Obviously, q = 1 - p. For miner B, we want to know the probability, p', that a given miner dies during an 800 hour period underground. Since not dying during an 800 hour period is the same as not dying during the first 400 hours AND not dying during the second 400 hours, the probability, q', that he
doesn't die during these 800 hours is equal to the probability that he doesn't die during the first 400 hours multiplied by the probability that he doesn't die during the second 400 hours. So
q' = q^2
or
1 - p' = (1 - p)^2
or
p' = 1 - (1 - p)^2.
Similarly, 1200 = 3*400 hours spent down t'pit will be your last with probability
p'' = 1 - (1 - p)^3.
You might be able to spot a pattern now and guess that your chances of death after 1 = (1/400)*400 hour is
p''' = 1 - (1 - p)^(1/400).
In fact this is right because it is equivalent to
(1 - p) = (1 - p''')^400,
which just says that to survive 400 hours you have to not die during the first hour and not die during the second hour and so on right through to the 400th hour.

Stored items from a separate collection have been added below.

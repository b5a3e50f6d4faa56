//! Build configuration module.
//!
//! Handles loading and validating `jcss.toml`. One config file drives the
//! whole run: global engine options plus one or more `[[target]]` groups
//! naming the stylesheets to combine and where to write the emitted JS.
//!
//! ## Config File
//!
//! ```toml
//! # All options are optional - defaults shown below
//!
//! charset = '@charset "utf-8";'   # Literal prefix of every combined body
//! base_url = "/"                  # URL prefix for rewritten asset references
//! base_dir = "."                  # Root for versioned relative asset paths
//! register_fn = "jcssReg"         # Call target of the emitted statement
//! debug = false                   # Debug tokens + fatal missing assets
//!
//! # Single-file target: one src entry, one dest file
//! [[target]]
//! src = ["css/pages/home.css"]
//! dest = "build/pages/home.js"
//!
//! # Directory target: cwd + glob patterns, dest is a directory
//! [[target]]
//! cwd = "css/module"
//! src = ["**/*.css"]
//! dest = "build/module"
//! ```
//!
//! All paths are relative to the directory containing the config file.
//! Unknown keys are rejected to catch typos early.

use serde::Deserialize;
use std::fs;
use std::path::Path;
use thiserror::Error;

#[derive(Error, Debug)]
pub enum ConfigError {
    #[error("IO error: {0}")]
    Io(#[from] std::io::Error),
    #[error("TOML parse error: {0}")]
    Toml(#[from] toml::de::Error),
    #[error("Config validation error: {0}")]
    Validation(String),
}

/// Engine options shared by every target in a run.
///
/// The charset literal, URL/path bases for rewriting, the registration
/// function name, and the debug switch. Built from [`BuildConfig`] by the
/// CLI; constructed directly in tests.
#[derive(Debug, Clone)]
pub struct Options {
    /// Literal text prepended verbatim to every combined stylesheet body.
    pub charset: String,
    /// Absolute URL prefix for every rewritten asset reference.
    pub base_url: String,
    /// Root against which versioned relative asset paths are computed.
    pub base_dir: String,
    /// Identifier used as the call target in the emitted statement.
    pub register_fn: String,
    /// Debug mode: version tokens carry a `debug_` prefix and missing
    /// assets are fatal instead of defaulting to token `"0"`.
    pub debug: bool,
}

impl Default for Options {
    fn default() -> Self {
        Self {
            charset: r#"@charset "utf-8";"#.to_string(),
            base_url: "/".to_string(),
            base_dir: ".".to_string(),
            register_fn: "jcssReg".to_string(),
            debug: false,
        }
    }
}

/// One file group: which stylesheets to combine, and where the JS goes.
#[derive(Debug, Clone, Deserialize)]
#[serde(deny_unknown_fields)]
pub struct Target {
    /// Directory mode: `src` entries (and glob patterns) resolve against
    /// this directory, and `dest` is treated as a directory.
    #[serde(default)]
    pub cwd: Option<String>,
    /// Entry points. Literal paths, or `*`/`**` glob patterns when `cwd`
    /// is set.
    pub src: Vec<String>,
    /// Destination file (single-file mode) or directory (directory mode).
    /// A `.css` suffix is swapped for `.js` either way.
    pub dest: String,
}

/// Full parsed `jcss.toml`.
///
/// Top-level keys are the engine options (serde can't combine `flatten`
/// with `deny_unknown_fields`, so the fields live here and [`Options`] is
/// assembled by [`BuildConfig::options`]).
#[derive(Debug, Clone, Deserialize)]
#[serde(default, deny_unknown_fields)]
pub struct BuildConfig {
    pub charset: String,
    pub base_url: String,
    pub base_dir: String,
    pub register_fn: String,
    pub debug: bool,
    #[serde(rename = "target")]
    pub targets: Vec<Target>,
}

impl Default for BuildConfig {
    fn default() -> Self {
        let options = Options::default();
        Self {
            charset: options.charset,
            base_url: options.base_url,
            base_dir: options.base_dir,
            register_fn: options.register_fn,
            debug: options.debug,
            targets: Vec::new(),
        }
    }
}

impl BuildConfig {
    /// Engine options view of this config.
    pub fn options(&self) -> Options {
        Options {
            charset: self.charset.clone(),
            base_url: self.base_url.clone(),
            base_dir: self.base_dir.clone(),
            register_fn: self.register_fn.clone(),
            debug: self.debug,
        }
    }

    /// Load and validate a config file.
    pub fn load(path: &Path) -> Result<Self, ConfigError> {
        let content = fs::read_to_string(path)?;
        Self::parse(&content)
    }

    /// Parse and validate config text.
    pub fn parse(content: &str) -> Result<Self, ConfigError> {
        let config: Self = toml::from_str(content)?;
        config.validate()?;
        Ok(config)
    }

    fn validate(&self) -> Result<(), ConfigError> {
        if self.targets.is_empty() {
            return Err(ConfigError::Validation(
                "no [[target]] groups configured".to_string(),
            ));
        }
        for (i, target) in self.targets.iter().enumerate() {
            if target.src.is_empty() {
                return Err(ConfigError::Validation(format!(
                    "target {}: src must name at least one entry point",
                    i + 1
                )));
            }
            if target.dest.is_empty() {
                return Err(ConfigError::Validation(format!(
                    "target {}: dest must not be empty",
                    i + 1
                )));
            }
            if target.cwd.is_none() {
                if let Some(pattern) = target.src.iter().find(|s| s.contains('*')) {
                    return Err(ConfigError::Validation(format!(
                        "target {}: glob pattern '{}' requires cwd (directory mode)",
                        i + 1,
                        pattern
                    )));
                }
            }
        }
        if !is_register_fn(&self.register_fn) {
            return Err(ConfigError::Validation(format!(
                "register_fn '{}' is not a valid JS identifier path",
                self.register_fn
            )));
        }
        Ok(())
    }
}

/// Accepts dotted JS identifier paths like `jcssReg` or `namespace.jcssReg`.
fn is_register_fn(name: &str) -> bool {
    !name.is_empty()
        && name.split('.').all(|part| {
            let mut chars = part.chars();
            match chars.next() {
                Some(c) if c.is_ascii_alphabetic() || c == '_' || c == '$' => {}
                _ => return false,
            }
            chars.all(|c| c.is_ascii_alphanumeric() || c == '_' || c == '$')
        })
}

/// The documented stock config, printed by `jcss gen-config`.
pub fn stock_config_toml() -> &'static str {
    r#"# jcss configuration
# All top-level options are optional - the values below are the defaults.

# Literal text prepended verbatim to every combined stylesheet body.
charset = '@charset "utf-8";'

# Absolute URL prefix for every rewritten url(...) asset reference.
# References starting with '/' are never rewritten.
base_url = "/"

# Root directory against which versioned relative asset paths are computed.
base_dir = "."

# Name of the runtime registration function in the emitted statement:
#   <register_fn>('<module key>', '<css>');
register_fn = "jcssReg"

# Debug mode: version tokens become 'debug_<reversed token>' and a missing
# asset aborts the build instead of defaulting to '?v=0'.
debug = false

# Each [[target]] maps source stylesheets to emitted JS files.

# Single-file mode: each src entry is a literal path, dest is the output file.
[[target]]
src = ["css/pages/home.css"]
dest = "build/pages/home.js"

# Directory mode: set cwd, then src entries may be glob patterns matched
# against files under cwd. dest is a directory mirroring the matched paths
# (with .css swapped for .js).
#
# [[target]]
# cwd = "css/module"
# src = ["**/*.css"]
# dest = "build/module"
"#
}
//! Pipeline driver: targets in, emitted JS files out.
//!
//! For each configured target, each source entry is combined, emitted, and
//! written. Two target shapes exist:
//!
//! - **Single-file mode** (no `cwd`): each `src` entry is a literal entry
//!   path, `dest` is the output file (`.css` swapped for `.js`).
//! - **Directory mode** (`cwd` set): `src` entries resolve against `cwd`
//!   and may be glob patterns; `dest` is a directory and each output
//!   mirrors the matched relative path with `.css` swapped for `.js`.
//!
//! The emitter always receives the *original* relative path (the matched
//! or configured `src` entry, not the cwd-joined one) as the module key
//! source, so keys stay stable regardless of where the CSS tree lives.
//!
//! Output is all-or-nothing per entry point: the destination is written
//! only after combination and emission fully succeed, and the run aborts
//! on the first failing entry point, so a failed build never leaves a
//! partial or corrupt artifact behind.

use crate::combine::{CombineError, Combiner};
use crate::config::{BuildConfig, Target};
use crate::emit::emit;
use crate::paths;
use crate::workspace::Workspace;
use std::io;
use thiserror::Error;

#[derive(Error, Debug)]
pub enum PipelineError {
    #[error("IO error: {0}")]
    Io(#[from] io::Error),
    #[error("{entry}: {source}")]
    Entry {
        entry: String,
        #[source]
        source: CombineError,
    },
    #[error("target cwd not found: {0}")]
    MissingCwd(String),
}

/// One emitted output file.
#[derive(Debug, Clone, PartialEq, Eq)]
pub struct EmittedFile {
    /// Entry stylesheet path, project-relative.
    pub entry: String,
    /// Destination JS path, project-relative.
    pub dest: String,
    /// Size of the written statement in bytes.
    pub bytes: usize,
}

/// What a run produced, for CLI reporting.
#[derive(Debug, Default)]
pub struct BuildReport {
    pub outputs: Vec<EmittedFile>,
    /// Assets that fell back to the default version token (release mode).
    pub missing_assets: Vec<String>,
}

/// Run the full pipeline for every target in the config.
pub fn build(fs: &dyn Workspace, config: &BuildConfig) -> Result<BuildReport, PipelineError> {
    let options = config.options();
    let mut combiner = Combiner::new(fs, &options);
    let mut report = BuildReport::default();

    for target in &config.targets {
        for (entry, original, dest) in expand_target(fs, target)? {
            let css = combiner
                .combine(&entry)
                .map_err(|source| PipelineError::Entry {
                    entry: entry.clone(),
                    source,
                })?;
            let statement = emit(&options.register_fn, &original, &css);
            fs.write(&dest, &statement)?;
            report.outputs.push(EmittedFile {
                entry,
                dest,
                bytes: statement.len(),
            });
        }
    }

    report.missing_assets = combiner.missing_assets().to_vec();
    Ok(report)
}

/// Resolve a target into `(entry path, original relative path, dest path)`
/// triples, expanding glob patterns in directory mode.
fn expand_target(
    fs: &dyn Workspace,
    target: &Target,
) -> Result<Vec<(String, String, String)>, PipelineError> {
    match &target.cwd {
        Some(cwd) => {
            let available = fs.walk(cwd).map_err(|err| {
                if err.kind() == io::ErrorKind::NotFound {
                    PipelineError::MissingCwd(cwd.clone())
                } else {
                    PipelineError::Io(err)
                }
            })?;
            let mut triples = Vec::new();
            for src in &target.src {
                if src.contains('*') {
                    for rel in available.iter().filter(|rel| paths::glob_match(src, rel)) {
                        triples.push(dir_mode_triple(cwd, rel, &target.dest));
                    }
                } else {
                    triples.push(dir_mode_triple(cwd, src, &target.dest));
                }
            }
            Ok(triples)
        }
        None => Ok(target
            .src
            .iter()
            .map(|src| (src.clone(), src.clone(), paths::css_to_js(&target.dest)))
            .collect()),
    }
}

fn dir_mode_triple(cwd: &str, rel: &str, dest: &str) -> (String, String, String) {
    (
        paths::join_normalize(cwd, rel),
        rel.to_string(),
        paths::css_to_js(&paths::join_normalize(dest, rel)),
    )
}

In general, your chances of surviving t hours is given by
p_t = 1 - (1 - p)^(t/400).
Re-writing this as
q_t = q^(t/400),
it begins to look like your formula for the Poisson distribution, i.e. exponential decay, but with a different base.
Anyway, to answer the original question, all you have to do is figure out what p is and you're done.
I'm not certain how to interpret the data we're given, but taking the expected number of deaths for a cohort of 900 miners each working 400 hours to be equal to 1, we get
expected number of deaths for a given miner working 400 hours = 1/900
p = probability of death for a given miner working 400 hours = 1/900.
Then the answers are
miner A : 0.0011111
miner B : 0.0022210
miner C : 0.0033296
miner D : 0.0000028
The guy who works 1 million hours should really get a will drawn up
miner E : 0.9397194.
These answers are really close to yours, Jack, but different. I don't know if that's because our models are different or because we're reading the input data differently, or one of us has made a mistake. Any ideas?